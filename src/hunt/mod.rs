//! Hunt domain: catalog data, the progress engine and its projections.
//! Nothing in here performs I/O except the seed loader; the completion
//! transition and every projection are pure functions.

pub mod answer;
pub mod badge;
pub mod catalog;
pub mod errors;
pub mod progress;
pub mod seed_loader;
pub mod seeds;
pub mod status;
pub mod types;

pub use answer::{normalize_answer, verify_answer};
pub use badge::{evaluate_rules, BadgeRule, BadgeTrigger};
pub use catalog::{Catalog, UNREACHABLE_XP};
pub use errors::HuntError;
pub use progress::{complete_mission, next_state, Completion, CompletionReport, SkipReason};
pub use seed_loader::{load_catalog_from_json, resolve_catalog, write_catalog_json, CatalogSeed};
pub use seeds::canonical_catalog;
pub use status::{
    completion_summary, is_badge_unlocked, level_progress, mission_board, mission_status,
    next_mission, LevelProgress,
};
pub use types::*;
//! Oracle hint service backed by the Gemini `generateContent` REST API.
//!
//! A single request/response wrapper: no retries, no cache. Every failure
//! (service disabled, missing API key, timeout, HTTP error, unparseable or
//! empty body) is turned into a fixed, player-displayable line so "no hint"
//! is always a valid outcome.

use log::{debug, warn};
use serde::{Deserialize, Serialize};

use crate::config::HintConfig;
use crate::logutil::escape_log;
use crate::metrics;

pub const FALLBACK_DISABLED: &str = "ORACLE OFFLINE: the hint module is disabled.";
pub const FALLBACK_NO_KEY: &str = "ERROR: AI module disconnected. API key not found.";
pub const FALLBACK_WEAK_SIGNAL: &str = "The signal is weak... try again.";
pub const FALLBACK_CONNECTION: &str =
    "CONNECTION ERROR: could not establish a neural link with the Oracle.";

#[derive(Debug, Serialize)]
pub struct GenerateContentRequest {
    pub contents: Vec<Content>,
}

#[derive(Debug, Serialize, Deserialize)]
pub struct Content {
    #[serde(default)]
    pub parts: Vec<Part>,
}

#[derive(Debug, Serialize, Deserialize)]
pub struct Part {
    #[serde(default)]
    pub text: Option<String>,
}

#[derive(Debug, Deserialize)]
pub struct GenerateContentResponse {
    #[serde(default)]
    pub candidates: Vec<Candidate>,
}

#[derive(Debug, Deserialize)]
pub struct Candidate {
    pub content: Option<Content>,
}

impl GenerateContentResponse {
    /// Concatenated text of the first candidate, if it has any.
    pub fn text(&self) -> Option<String> {
        let content = self.candidates.first()?.content.as_ref()?;
        let text: String = content
            .parts
            .iter()
            .filter_map(|p| p.text.as_deref())
            .collect();
        let text = text.trim();
        if text.is_empty() {
            None
        } else {
            Some(text.to_string())
        }
    }
}

/// Persona prompt sent to the model.
pub fn build_prompt(mission_title: &str, mission_context: &str, user_query: &str) -> String {
    format!(
        "You are \"The Oracle\", a mysterious helper AI in an alternate reality game about \
         programming.\n\
         The user is an \"Engineer\" trying to solve a challenge.\n\n\
         Mission: {}\n\
         Challenge context: {}\n\
         User question: {}\n\n\
         Instructions:\n\
         1. Answer with a mysterious cyberpunk persona.\n\
         2. Do NOT give the answer directly.\n\
         3. Give a conceptual or syntactic hint that helps the user think.\n\
         4. Be brief (two sentences at most).",
        mission_title, mission_context, user_query
    )
}

pub struct HintService {
    config: HintConfig,
    #[cfg(feature = "hint")]
    client: reqwest::Client,
}

impl HintService {
    pub fn new(config: HintConfig) -> Self {
        Self {
            config,
            #[cfg(feature = "hint")]
            client: reqwest::Client::new(),
        }
    }

    /// Check if the service can reach the model at all
    pub fn is_configured(&self) -> bool {
        self.config.enabled && self.config.resolved_api_key().is_some()
    }

    /// `<endpoint>/models/<model>:generateContent?key=<key>`
    pub fn build_api_url(&self, api_key: &str) -> String {
        format!(
            "{}/models/{}:generateContent?key={}",
            self.config.endpoint.trim_end_matches('/'),
            self.config.model,
            urlencoding::encode(api_key)
        )
    }

    /// Ask the oracle for a hint. Never fails; see the module docs.
    pub async fn request_hint(
        &self,
        mission_title: &str,
        mission_context: &str,
        user_query: &str,
    ) -> String {
        if !self.config.enabled {
            debug!("Hint service is disabled");
            return FALLBACK_DISABLED.to_string();
        }
        let Some(api_key) = self.config.resolved_api_key() else {
            warn!("Hint API key not configured");
            metrics::inc_hints_failed();
            return FALLBACK_NO_KEY.to_string();
        };

        let prompt = build_prompt(mission_title, mission_context, user_query);
        debug!(
            "Requesting hint for '{}' (query '{}')",
            escape_log(mission_title),
            escape_log(user_query)
        );

        match self.fetch_from_api(&api_key, prompt).await {
            Ok(Some(text)) => text,
            Ok(None) => {
                warn!("Hint response carried no text");
                metrics::inc_hints_failed();
                FALLBACK_WEAK_SIGNAL.to_string()
            }
            Err(e) => {
                warn!("Hint request failed: {}", e);
                metrics::inc_hints_failed();
                FALLBACK_CONNECTION.to_string()
            }
        }
    }

    #[cfg(feature = "hint")]
    async fn fetch_from_api(&self, api_key: &str, prompt: String) -> anyhow::Result<Option<String>> {
        use anyhow::anyhow;
        use std::time::Duration;
        use tokio::time::timeout;

        let body = GenerateContentRequest {
            contents: vec![Content {
                parts: vec![Part { text: Some(prompt) }],
            }],
        };
        let request = self.client.post(self.build_api_url(api_key)).json(&body);
        let timeout_duration = Duration::from_secs(self.config.timeout_seconds as u64);

        let response = timeout(timeout_duration, request.send())
            .await
            .map_err(|_| anyhow!("Request timeout after {}s", self.config.timeout_seconds))?
            .map_err(|e| anyhow!("HTTP request failed: {}", e))?;

        if !response.status().is_success() {
            return Err(anyhow!("API returned status: {}", response.status()));
        }

        let parsed: GenerateContentResponse = response
            .json()
            .await
            .map_err(|e| anyhow!("Failed to parse JSON response: {}", e))?;

        Ok(parsed.text())
    }

    #[cfg(not(feature = "hint"))]
    async fn fetch_from_api(&self, _api_key: &str, _prompt: String) -> anyhow::Result<Option<String>> {
        Err(anyhow::anyhow!("built without the `hint` feature"))
    }
}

- [What needs to be done] Every line containing the word "GenerateContentRequest" should be copied from the material.

- [Result of this exercise]
pub struct GenerateContentRequest {
        let body = GenerateContentRequest {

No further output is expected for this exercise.